Federer, 36, who was inactive for six months, conquered January's Australian Open in his first ATP event since 2016 Wimbledon. Until this moment, the Swiss has won it all at Masters 1000 events in Indian Wells and Miami, as well as went all the way at Wimbledon.

''Obviously after what Roger did...not playing for six months and doing as well as he did -- winning (the) Australian (Open), Wimbledon -- people are thinking maybe I can emulate that.

There is only one Roger Federer, but Murray, he did look like he needed a break and obviously that hip was troublesome at Wimbledon so it's a bummer but that's the way the cookie crumbles," McEnroe explained to BBC Sport Scotland.

Not that easy though

However, McEnroe mentioned that it might be easier said than done for Murray to pull off a Federer.

The two players don't have the same game-style.

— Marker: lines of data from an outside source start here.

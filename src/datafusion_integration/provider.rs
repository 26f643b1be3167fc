// Copyright (c) 2026 kubetables contributors
// SPDX-License-Identifier: BSD-3-Clause

//! TableProvider for resource tables.
//!
//! Declares namespace equality as the only exactly-pushed filter, translates
//! the planner's expressions into the connector's predicate model, runs the
//! pushdown engine, and hands the tightened handle to a [`ResourceExec`].

use std::any::Any;
use std::collections::BTreeMap;
use std::sync::Arc;

use async_trait::async_trait;
use datafusion::arrow::datatypes::SchemaRef;
use datafusion::catalog::Session;
use datafusion::common::ScalarValue;
use datafusion::datasource::{TableProvider, TableType};
use datafusion::error::{DataFusionError, Result};
use datafusion::logical_expr::{Expr, Operator, TableProviderFilterPushDown};
use datafusion::physical_plan::ExecutionPlan;

use crate::kubernetes::client::KubeApi;
use crate::tables::columns::{ColumnSpec, NAMESPACE_COLUMN, RESOURCE_COLUMNS};
use crate::tables::handle::{ResourceSplit, ResourceTableHandle, Split, TableHandle};
use crate::tables::pushdown::{
    self, Domain, LimitApplication, Predicate, PredicateApplication,
};
use crate::tables::resource::ResourceTable;

use super::convert::arrow_schema;
use super::exec::ResourceExec;

pub struct ResourceTableProvider {
    table: Arc<ResourceTable>,
    api: KubeApi,
    schema: SchemaRef,
}

impl ResourceTableProvider {
    pub fn new(table: Arc<ResourceTable>, api: KubeApi) -> Self {
        let schema = arrow_schema(table.columns().iter().map(|c| (c.name, c.ty)));
        Self { table, api, schema }
    }
}

impl std::fmt::Debug for ResourceTableProvider {
    fn fmt(&self, f: &mut std::fmt::Formatter<'_>) -> std::fmt::Result {
        f.debug_struct("ResourceTableProvider")
            .field("table", &self.table.name().to_string())
            .finish()
    }
}

#[async_trait]
impl TableProvider for ResourceTableProvider {
    fn as_any(&self) -> &dyn Any {
        self
    }

    fn schema(&self) -> SchemaRef {
        self.schema.clone()
    }

    fn table_type(&self) -> TableType {
        TableType::Base
    }

    fn supports_filters_pushdown(
        &self,
        filters: &[&Expr],
    ) -> Result<Vec<TableProviderFilterPushDown>> {
        // namespace = 'x' selects the namespaced list endpoint and needs no
        // re-check. Everything else is fetched wide and re-filtered by the
        // engine.
        Ok(filters
            .iter()
            .map(|filter| {
                if is_namespace_equality(filter) {
                    TableProviderFilterPushDown::Exact
                } else {
                    TableProviderFilterPushDown::Inexact
                }
            })
            .collect())
    }

    async fn scan(
        &self,
        _state: &dyn Session,
        projection: Option<&Vec<usize>>,
        filters: &[Expr],
        limit: Option<usize>,
    ) -> Result<Arc<dyn ExecutionPlan>> {
        let mut handle = ResourceTableHandle::new(self.table.name().clone());

        let proposed = predicate_from_exprs(filters);
        match pushdown::apply_predicate(&handle, &proposed) {
            PredicateApplication::Applied {
                handle: updated,
                residual: _residual,
            } => handle = updated,
            // Nothing natively applicable; the engine keeps the filters.
            PredicateApplication::NoImprovement => {}
        }

        if let Some(limit) = limit {
            match pushdown::apply_limit(&TableHandle::Resource(handle.clone()), limit as u64) {
                LimitApplication::NoChange => {}
                LimitApplication::Applied {
                    handle: TableHandle::Resource(updated),
                    ..
                } => handle = updated,
                LimitApplication::Applied {
                    handle: TableHandle::Logs(_),
                    ..
                } => {
                    return Err(DataFusionError::Internal(
                        "limit application changed the handle surface".to_string(),
                    ));
                }
            }
        }

        let columns = project_columns(projection)?;
        let schema = arrow_schema(columns.iter().map(|c| (c.name, c.ty)));

        Ok(Arc::new(ResourceExec::new(
            self.table.clone(),
            Split::Resource(ResourceSplit { handle }),
            columns,
            schema,
            self.api.clone(),
        )))
    }
}

fn project_columns(projection: Option<&Vec<usize>>) -> Result<Vec<ColumnSpec>> {
    match projection {
        None => Ok(RESOURCE_COLUMNS.to_vec()),
        Some(indices) => indices
            .iter()
            .map(|&i| {
                RESOURCE_COLUMNS.get(i).copied().ok_or_else(|| {
                    DataFusionError::Internal(format!("projection index {i} out of range"))
                })
            })
            .collect(),
    }
}

/// `namespace = '<literal>'`, the one filter the API applies exactly.
fn is_namespace_equality(expr: &Expr) -> bool {
    if let Expr::BinaryExpr(binary) = expr
        && binary.op == Operator::Eq
        && let Expr::Column(column) = binary.left.as_ref()
        && column.name == NAMESPACE_COLUMN
        && let Expr::Literal(literal, _) = binary.right.as_ref()
        && matches!(literal, ScalarValue::Utf8(Some(_)))
    {
        return true;
    }
    false
}

/// Translate the planner's filter expressions into the connector predicate
/// model. Expressions with no column-domain rendering are skipped — the
/// engine re-applies them anyway.
pub fn predicate_from_exprs(filters: &[Expr]) -> Predicate {
    let mut predicate = Predicate::All;
    for filter in filters {
        if let Some((column, domain)) = extract_domain(filter) {
            let next = Predicate::from_domains(BTreeMap::from([(column, domain)]));
            predicate = predicate.intersect(&next);
        }
    }
    predicate
}

fn extract_domain(expr: &Expr) -> Option<(String, Domain)> {
    match expr {
        // column = 'value'
        Expr::BinaryExpr(binary) if binary.op == Operator::Eq => {
            if let (Expr::Column(column), Expr::Literal(literal, _)) =
                (binary.left.as_ref(), binary.right.as_ref())
                && let ScalarValue::Utf8(Some(value)) = literal
            {
                return Some((column.name.clone(), Domain::single(value.clone())));
            }
            None
        }
        // The planner rewrites IN lists to OR chains; collect them back into
        // one multi-value domain when every leaf hits the same column.
        Expr::BinaryExpr(binary) if binary.op == Operator::Or => {
            let mut column = None;
            let mut values = Vec::new();
            if collect_or_values(expr, &mut column, &mut values) {
                return Some((column?, Domain::multiple(values)));
            }
            None
        }
        // column IN ('a', 'b'), kept for plans that preserve the list form.
        Expr::InList(in_list) if !in_list.negated => {
            let Expr::Column(column) = in_list.expr.as_ref() else {
                return None;
            };
            let values: Vec<String> = in_list
                .list
                .iter()
                .filter_map(|item| {
                    if let Expr::Literal(literal, _) = item
                        && let ScalarValue::Utf8(Some(value)) = literal
                    {
                        Some(value.clone())
                    } else {
                        None
                    }
                })
                .collect();
            if values.len() == in_list.list.len() && !values.is_empty() {
                return Some((column.name.clone(), Domain::multiple(values)));
            }
            None
        }
        _ => None,
    }
}

/// Collect `column = 'value'` leaves from an OR tree. Returns false if any
/// leaf is not an equality on the one shared column.
fn collect_or_values(expr: &Expr, column: &mut Option<String>, values: &mut Vec<String>) -> bool {
    match expr {
        Expr::BinaryExpr(binary) if binary.op == Operator::Or => {
            collect_or_values(&binary.left, column, values)
                && collect_or_values(&binary.right, column, values)
        }
        Expr::BinaryExpr(binary) if binary.op == Operator::Eq => {
            if let (Expr::Column(col), Expr::Literal(literal, _)) =
                (binary.left.as_ref(), binary.right.as_ref())
                && let ScalarValue::Utf8(Some(value)) = literal
            {
                match column {
                    Some(existing) if existing != &col.name => return false,
                    _ => *column = Some(col.name.clone()),
                }
                values.push(value.clone());
                return true;
            }
            false
        }
        _ => false,
    }
}

#[cfg(test)]
mod tests {
    use super::*;
    use datafusion::logical_expr::{BinaryExpr, col, lit};

    #[test]
    fn namespace_equality_is_exact() {
        let expr = col(NAMESPACE_COLUMN).eq(lit("default"));
        assert!(is_namespace_equality(&expr));

        let other = col("name").eq(lit("web-0"));
        assert!(!is_namespace_equality(&other));

        let non_literal = col(NAMESPACE_COLUMN).eq(col("name"));
        assert!(!is_namespace_equality(&non_literal));
    }

    #[test]
    fn single_equality_becomes_a_single_value_domain() {
        let predicate = predicate_from_exprs(&[col(NAMESPACE_COLUMN).eq(lit("default"))]);
        assert_eq!(predicate.single_namespace(), Some("default"));
    }

    #[test]
    fn or_chain_becomes_a_multi_value_domain() {
        let expr = Expr::BinaryExpr(BinaryExpr {
            left: Box::new(col(NAMESPACE_COLUMN).eq(lit("a"))),
            op: Operator::Or,
            right: Box::new(col(NAMESPACE_COLUMN).eq(lit("b"))),
        });
        let predicate = predicate_from_exprs(&[expr]);
        // Multi-value: not scopable to one namespace.
        assert_eq!(predicate.single_namespace(), None);
        assert!(matches!(predicate, Predicate::Domains(_)));
    }

    #[test]
    fn mixed_column_or_chain_is_not_extracted() {
        let expr = Expr::BinaryExpr(BinaryExpr {
            left: Box::new(col(NAMESPACE_COLUMN).eq(lit("a"))),
            op: Operator::Or,
            right: Box::new(col("name").eq(lit("b"))),
        });
        assert_eq!(predicate_from_exprs(&[expr]), Predicate::All);
    }

    #[test]
    fn conjoined_filters_intersect() {
        let filters = vec![
            col(NAMESPACE_COLUMN).eq(lit("default")),
            col("name").eq(lit("web-0")),
        ];
        let predicate = predicate_from_exprs(&filters);
        assert_eq!(predicate.single_namespace(), Some("default"));

        let contradictory = vec![
            col(NAMESPACE_COLUMN).eq(lit("a")),
            col(NAMESPACE_COLUMN).eq(lit("b")),
        ];
        assert_eq!(predicate_from_exprs(&contradictory), Predicate::None);
    }

    #[test]
    fn projection_selects_columns_in_request_order() {
        let columns = project_columns(Some(&vec![4, 0])).unwrap();
        let names: Vec<&str> = columns.iter().map(|c| c.name).collect();
        assert_eq!(names, vec!["namespace", "kind"]);

        assert_eq!(project_columns(None).unwrap().len(), 17);
        assert!(project_columns(Some(&vec![99])).is_err());
    }
}
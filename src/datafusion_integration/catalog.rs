// Copyright (c) 2026 kubetables contributors
// SPDX-License-Identifier: BSD-3-Clause

//! Wiring into a DataFusion session: the `resources` schema and the
//! `pod_logs` function.

use std::any::Any;
use std::sync::Arc;

use async_trait::async_trait;
use datafusion::catalog::SchemaProvider;
use datafusion::datasource::TableProvider;
use datafusion::error::{DataFusionError, Result as DFResult};
use datafusion::execution::context::SessionContext;
use tracing::info;

use crate::config::ConnectorConfig;
use crate::error::{Error, Result};
use crate::kubernetes::client::KubeApi;
use crate::tables::resource::{ResourceCatalog, TableName};

use super::logs_function::PodLogsFunction;
use super::provider::ResourceTableProvider;

pub use crate::tables::resource::RESOURCES_SCHEMA;

/// Exposes the discovered catalog to DataFusion. Built once at registration
/// and read-only afterwards; table providers are constructed on demand from
/// the shared catalog.
pub struct KubernetesSchemaProvider {
    catalog: Arc<ResourceCatalog>,
    api: KubeApi,
}

impl KubernetesSchemaProvider {
    pub fn new(catalog: Arc<ResourceCatalog>, api: KubeApi) -> Self {
        Self { catalog, api }
    }

    pub fn catalog(&self) -> &ResourceCatalog {
        &self.catalog
    }
}

impl std::fmt::Debug for KubernetesSchemaProvider {
    fn fmt(&self, f: &mut std::fmt::Formatter<'_>) -> std::fmt::Result {
        f.debug_struct("KubernetesSchemaProvider")
            .field("tables", &self.catalog.len())
            .finish()
    }
}

#[async_trait]
impl SchemaProvider for KubernetesSchemaProvider {
    fn as_any(&self) -> &dyn Any {
        self
    }

    fn table_names(&self) -> Vec<String> {
        self.catalog.list().map(|name| name.table.clone()).collect()
    }

    async fn table(&self, name: &str) -> DFResult<Option<Arc<dyn TableProvider>>> {
        match self.catalog.lookup(&TableName::resources(name)) {
            Ok(table) => Ok(Some(Arc::new(ResourceTableProvider::new(
                table,
                self.api.clone(),
            )))),
            // Absence is a normal condition for the engine, not a failure.
            Err(Error::TableNotFound(_)) => Ok(None),
            Err(other) => Err(other.into()),
        }
    }

    fn table_exist(&self, name: &str) -> bool {
        self.catalog.lookup(&TableName::resources(name)).is_ok()
    }
}

/// Connect, discover, and register both surfaces on a session: every
/// discovered resource kind under `resources.*`, and the `pod_logs` table
/// function.
///
/// Discovery failure is fatal — the connector does not register partially.
pub async fn register(
    ctx: &SessionContext,
    config: &ConnectorConfig,
) -> Result<Arc<KubernetesSchemaProvider>> {
    let api = KubeApi::connect(config).await?;
    let catalog = Arc::new(ResourceCatalog::discover(&api).await?);
    let provider = Arc::new(KubernetesSchemaProvider::new(catalog, api.clone()));

    let state = ctx.state();
    let default_catalog = state.config_options().catalog.default_catalog.clone();
    ctx.catalog(&default_catalog)
        .ok_or_else(|| {
            Error::Internal(format!("default catalog '{default_catalog}' is not registered"))
        })?
        .register_schema(RESOURCES_SCHEMA, provider.clone())
        .map_err(|e: DataFusionError| Error::Internal(e.to_string()))?;

    ctx.register_udtf("pod_logs", Arc::new(PodLogsFunction::new(api)));

    info!(
        tables = provider.catalog().len(),
        "Kubernetes connector registered"
    );
    Ok(provider)
}

#[cfg(test)]
mod tests {
    use super::*;
    use crate::kubernetes::discovery::ResourceKind;

    fn provider() -> KubernetesSchemaProvider {
        let catalog = ResourceCatalog::from_kinds(vec![
            ResourceKind {
                group: String::new(),
                version: "v1".to_string(),
                plural: "pods".to_string(),
                kind: "Pod".to_string(),
            },
            ResourceKind {
                group: "apps".to_string(),
                version: "v1".to_string(),
                plural: "deployments".to_string(),
                kind: "Deployment".to_string(),
            },
        ]);
        // A client is only needed once a table is scanned; tests that stop
        // at name resolution can use a stub connection-less provider.
        KubernetesSchemaProvider::new(Arc::new(catalog), stub_api())
    }

    fn stub_api() -> KubeApi {
        use kube::{Client, Config};
        let config = Config::new("http://localhost:8080".parse().unwrap());
        KubeApi::new(Client::try_from(config).expect("stub client"))
    }

    #[tokio::test]
    async fn lists_and_resolves_discovered_tables() {
        let provider = provider();
        let mut names = provider.table_names();
        names.sort();
        assert_eq!(names, vec!["apps.deployments", "pods"]);

        assert!(provider.table_exist("pods"));
        assert!(!provider.table_exist("gadgets"));

        let table = provider.table("pods").await.unwrap();
        assert!(table.is_some());
        let missing = provider.table("gadgets").await.unwrap();
        assert!(missing.is_none());
    }

    #[tokio::test]
    async fn resolved_tables_carry_the_fixed_schema() {
        let provider = provider();
        let table = provider.table("apps.deployments").await.unwrap().unwrap();
        let schema = table.schema();
        assert_eq!(schema.fields().len(), 17);
        assert_eq!(schema.field(0).name(), "kind");
        assert_eq!(schema.field(16).name(), "resource");
    }
}
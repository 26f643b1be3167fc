// Copyright (c) 2026 kubetables contributors
// SPDX-License-Identifier: BSD-3-Clause

//! Thin wrapper over the kube client.
//!
//! Everything the connector needs from the cluster goes through here:
//! discovery, generic list calls, typed workload reads, and pod log
//! fetches. The wrapper owns no state beyond the client itself and is cheap
//! to clone; concurrent use across splits is safe.

use k8s_openapi::api::apps::v1::{Deployment, ReplicaSet, StatefulSet};
use k8s_openapi::api::core::v1::Pod;
use kube::api::{DynamicObject, ListParams, LogParams};
use kube::{Api, Client};
use serde_json::Value;
use tracing::debug;

use crate::config::ConnectorConfig;
use crate::error::{Error, Result};
use crate::kubernetes::discovery::{self, ResourceKind};

#[derive(Clone)]
pub struct KubeApi {
    client: Client,
}

impl std::fmt::Debug for KubeApi {
    fn fmt(&self, f: &mut std::fmt::Formatter<'_>) -> std::fmt::Result {
        f.debug_struct("KubeApi").finish_non_exhaustive()
    }
}

impl KubeApi {
    pub async fn connect(config: &ConnectorConfig) -> Result<Self> {
        let client = config.client().await?;
        Ok(Self { client })
    }

    pub fn new(client: Client) -> Self {
        Self { client }
    }

    pub async fn discover_resource_kinds(&self) -> Result<Vec<ResourceKind>> {
        discovery::discover_resource_kinds(&self.client).await
    }

    /// One list call against a resource's group/version/plural endpoint,
    /// optionally namespace-scoped and capped. Returns the raw decoded
    /// objects.
    pub async fn list_objects(
        &self,
        kind: &ResourceKind,
        namespace: Option<&str>,
        limit: Option<u32>,
    ) -> Result<Vec<Value>> {
        let resource = kind.to_api_resource();
        let api: Api<DynamicObject> = match namespace {
            Some(ns) => Api::namespaced_with(self.client.clone(), ns, &resource),
            None => Api::all_with(self.client.clone(), &resource),
        };

        let mut params = ListParams::default();
        if let Some(limit) = limit {
            params = params.limit(limit);
        }

        debug!(
            plural = %kind.plural,
            api_version = %kind.api_version(),
            namespace = ?namespace,
            limit = ?limit,
            "Listing resources"
        );

        let list = api.list(&params).await.map_err(Error::from_kube)?;
        list.items
            .into_iter()
            .map(|object| {
                serde_json::to_value(object)
                    .map_err(|e| Error::Internal(format!("object decode failed: {e}")))
            })
            .collect()
    }

    pub async fn get_pod(&self, namespace: &str, name: &str) -> Result<Pod> {
        let api: Api<Pod> = Api::namespaced(self.client.clone(), namespace);
        api.get(name).await.map_err(Error::from_kube)
    }

    pub async fn list_pods(&self, namespace: &str) -> Result<Vec<Pod>> {
        let api: Api<Pod> = Api::namespaced(self.client.clone(), namespace);
        let list = api
            .list(&ListParams::default())
            .await
            .map_err(Error::from_kube)?;
        Ok(list.items)
    }

    pub async fn get_deployment(&self, namespace: &str, name: &str) -> Result<Deployment> {
        let api: Api<Deployment> = Api::namespaced(self.client.clone(), namespace);
        api.get(name).await.map_err(Error::from_kube)
    }

    pub async fn get_stateful_set(&self, namespace: &str, name: &str) -> Result<StatefulSet> {
        let api: Api<StatefulSet> = Api::namespaced(self.client.clone(), namespace);
        api.get(name).await.map_err(Error::from_kube)
    }

    pub async fn get_replica_set(&self, namespace: &str, name: &str) -> Result<ReplicaSet> {
        let api: Api<ReplicaSet> = Api::namespaced(self.client.clone(), namespace);
        api.get(name).await.map_err(Error::from_kube)
    }

    pub async fn list_replica_sets(&self, namespace: &str) -> Result<Vec<ReplicaSet>> {
        let api: Api<ReplicaSet> = Api::namespaced(self.client.clone(), namespace);
        let list = api
            .list(&ListParams::default())
            .await
            .map_err(Error::from_kube)?;
        Ok(list.items)
    }

    /// Fetch one container's log: timestamps on, non-follow, tail capped at
    /// `tail_lines` when set.
    pub async fn pod_log(
        &self,
        namespace: &str,
        pod: &str,
        container: Option<&str>,
        tail_lines: Option<u32>,
    ) -> Result<String> {
        let api: Api<Pod> = Api::namespaced(self.client.clone(), namespace);
        let params = LogParams {
            container: container.map(str::to_string),
            follow: false,
            timestamps: true,
            tail_lines: tail_lines.map(i64::from),
            ..LogParams::default()
        };

        debug!(
            namespace = %namespace,
            pod = %pod,
            container = ?container,
            tail_lines = ?tail_lines,
            "Fetching pod log"
        );

        api.logs(pod, &params).await.map_err(Error::from_kube)
    }
}
// Copyright (c) 2026 kubetables contributors
// SPDX-License-Identifier: BSD-3-Clause

//! Query pushdown: which part of a predicate or limit the Kubernetes API
//! can apply natively.
//!
//! The only natively supported predicate is equality of the `namespace`
//! column to a single value (it selects the namespaced list endpoint).
//! Everything else — other columns, multi-value or range constraints, even
//! on namespace — stays with the engine as a residual filter. Limits are
//! forwarded to the list call but the API is not trusted to honor them
//! exactly; the engine must keep its own cap.

use std::collections::{BTreeMap, BTreeSet};

use serde::{Deserialize, Serialize};
use tracing::debug;

use crate::tables::columns::NAMESPACE_COLUMN;
use crate::tables::handle::{ResourceTableHandle, TableHandle};

/// The set of values a column is allowed to take.
#[derive(Debug, Clone, PartialEq, Eq, Serialize, Deserialize)]
pub struct Domain {
    values: BTreeSet<String>,
}

impl Domain {
    pub fn single(value: impl Into<String>) -> Self {
        Self {
            values: BTreeSet::from([value.into()]),
        }
    }

    pub fn multiple<I, S>(values: I) -> Self
    where
        I: IntoIterator<Item = S>,
        S: Into<String>,
    {
        Self {
            values: values.into_iter().map(Into::into).collect(),
        }
    }

    pub fn is_empty(&self) -> bool {
        self.values.is_empty()
    }

    pub fn single_value(&self) -> Option<&str> {
        if self.values.len() == 1 {
            self.values.iter().next().map(String::as_str)
        } else {
            None
        }
    }

    fn intersect(&self, other: &Domain) -> Domain {
        Domain {
            values: self.values.intersection(&other.values).cloned().collect(),
        }
    }
}

/// A conjunction of per-column domains.
#[derive(Debug, Clone, PartialEq, Eq, Default, Serialize, Deserialize)]
pub enum Predicate {
    /// Unconstrained: every row matches.
    #[default]
    All,
    /// Unsatisfiable: no row matches.
    None,
    Domains(BTreeMap<String, Domain>),
}

impl Predicate {
    /// Build a predicate from per-column domains, normalizing the empty
    /// conjunction to `All` and any empty domain to `None`.
    pub fn from_domains(domains: BTreeMap<String, Domain>) -> Self {
        if domains.is_empty() {
            return Predicate::All;
        }
        if domains.values().any(Domain::is_empty) {
            return Predicate::None;
        }
        Predicate::Domains(domains)
    }

    pub fn single_value(column: impl Into<String>, value: impl Into<String>) -> Self {
        Predicate::Domains(BTreeMap::from([(column.into(), Domain::single(value))]))
    }

    pub fn intersect(&self, other: &Predicate) -> Predicate {
        match (self, other) {
            (Predicate::None, _) | (_, Predicate::None) => Predicate::None,
            (Predicate::All, p) | (p, Predicate::All) => p.clone(),
            (Predicate::Domains(left), Predicate::Domains(right)) => {
                let mut merged = left.clone();
                for (column, domain) in right {
                    merged
                        .entry(column.clone())
                        .and_modify(|existing| *existing = existing.intersect(domain))
                        .or_insert_with(|| domain.clone());
                }
                Predicate::from_domains(merged)
            }
        }
    }

    /// The single namespace value this predicate pins, if any. Multi-value
    /// namespace sets are not scopable and return `None`.
    pub fn single_namespace(&self) -> Option<&str> {
        match self {
            Predicate::All | Predicate::None => None,
            Predicate::Domains(domains) => domains.get(NAMESPACE_COLUMN)?.single_value(),
        }
    }
}

/// Outcome of predicate application.
#[derive(Debug, Clone, PartialEq, Eq)]
pub enum PredicateApplication {
    /// The pushed-down predicate did not change; the engine keeps the whole
    /// constraint and must not loop.
    NoImprovement,
    Applied {
        handle: ResourceTableHandle,
        /// The part the engine must still check per row.
        residual: Predicate,
    },
}

/// Intersect the handle's predicate with a newly proposed constraint and
/// split the result into a pushed-down part and a residual.
pub fn apply_predicate(handle: &ResourceTableHandle, new: &Predicate) -> PredicateApplication {
    let intersected = handle.predicate.intersect(new);

    let (pushed, residual) = match intersected {
        // The supported portion of an unsatisfiable predicate is empty:
        // no rows match, nothing is left for the engine to re-check.
        Predicate::None => (Predicate::None, Predicate::All),
        Predicate::All => (Predicate::All, Predicate::All),
        Predicate::Domains(domains) => {
            let mut supported = BTreeMap::new();
            let mut unsupported = BTreeMap::new();
            for (column, domain) in domains {
                if column == NAMESPACE_COLUMN && domain.single_value().is_some() {
                    supported.insert(column, domain);
                } else {
                    unsupported.insert(column, domain);
                }
            }
            (
                Predicate::from_domains(supported),
                Predicate::from_domains(unsupported),
            )
        }
    };

    if pushed == handle.predicate {
        return PredicateApplication::NoImprovement;
    }

    debug!(table = %handle.table, pushed = ?pushed, residual = ?residual, "Predicate pushed down");
    PredicateApplication::Applied {
        handle: handle.with_predicate(pushed),
        residual,
    }
}

/// Outcome of limit application.
#[derive(Debug, Clone, PartialEq, Eq)]
pub enum LimitApplication {
    /// The handle already carries an equal or tighter limit.
    NoChange,
    Applied {
        handle: TableHandle,
        /// Always `false`: the native list API is not trusted to honor the
        /// cap exactly, so the engine must still enforce it.
        limit_guaranteed: bool,
    },
}

/// Install a row limit on a handle, keeping the smaller of the existing and
/// proposed bounds. Values beyond `u32::MAX` are clamped.
pub fn apply_limit(handle: &TableHandle, limit: u64) -> LimitApplication {
    let limit = u32::try_from(limit).unwrap_or(u32::MAX);

    if let Some(current) = handle.limit()
        && current <= limit
    {
        return LimitApplication::NoChange;
    }

    LimitApplication::Applied {
        handle: handle.with_limit(limit),
        limit_guaranteed: false,
    }
}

Federer is not shy of playing aggressive tennis, while Murray has been the definition of a grinder on the court so far in his career.

Though 6ft 3in, Murray has always been one of the fittest and most prepared athletes on Tour. The 30-year-old's game-style requires an exceptional level of fitness.

Back in 2013, Murray called it a season after losing in the US Open quarter-finals to Swiss Stan Wawrinka. Murray, who was at the time bothered by a shoulder injury, went under the knife to repair his shoulder. Murray made a comeback at the beginning of 2014 but he was clearly not at his best level during the entire season. The Scot then did a major offseason work and looked much better in 2015.

Murray is hoping to heal his hip through rest and treatments as he would like to avoid a hip surgery.

McEnroe acnowledged Murray's game is ''based on playing great defense'' and that the Scot ''needs movement''. McEnroe also confessed that he ''never felt quite the same'' when his hip started to bother him at 26/27.

''So I'm hopeful these days the way people seem to know so much more about how to recover and to get the players back on court at 100 per cent they can help Andy do that," McEnroe added.